» **WHAT THE TASK REQUIRES**: Count the lines below containing "error"; state the number only.
___
// Copyright 2025 eraflo
//
// Licensed under the Apache License, Version 2.0 (the "License");
// you may not use this file except in compliance with the License.
// You may obtain a copy of the License at
//
//     http://www.apache.org/licenses/LICENSE-2.0
//
// Unless required by applicable law or agreed to in writing, software
// distributed under the License is distributed on an "AS IS" BASIS,
// WITHOUT WARRANTIES OR CONDITIONS OF ANY KIND, either express or implied.
// See the License for the specific language governing permissions and
// limitations under the License.

//! Contracts between the render back end and the hardware abstraction below it.
//!
//! The [`api`] module holds plain data (handles, state bits, shaders, the
//! frame's visible surfaces), [`traits`] holds the [`RenderDevice`] seam and
//! [`error`] the failures that can escape resource creation.

pub mod api;
pub mod error;
pub mod traits;

pub use self::api::*;
pub use self::error::ResourceError;
pub use self::traits::RenderDevice;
___
» **YOUR RESPONSE**: 3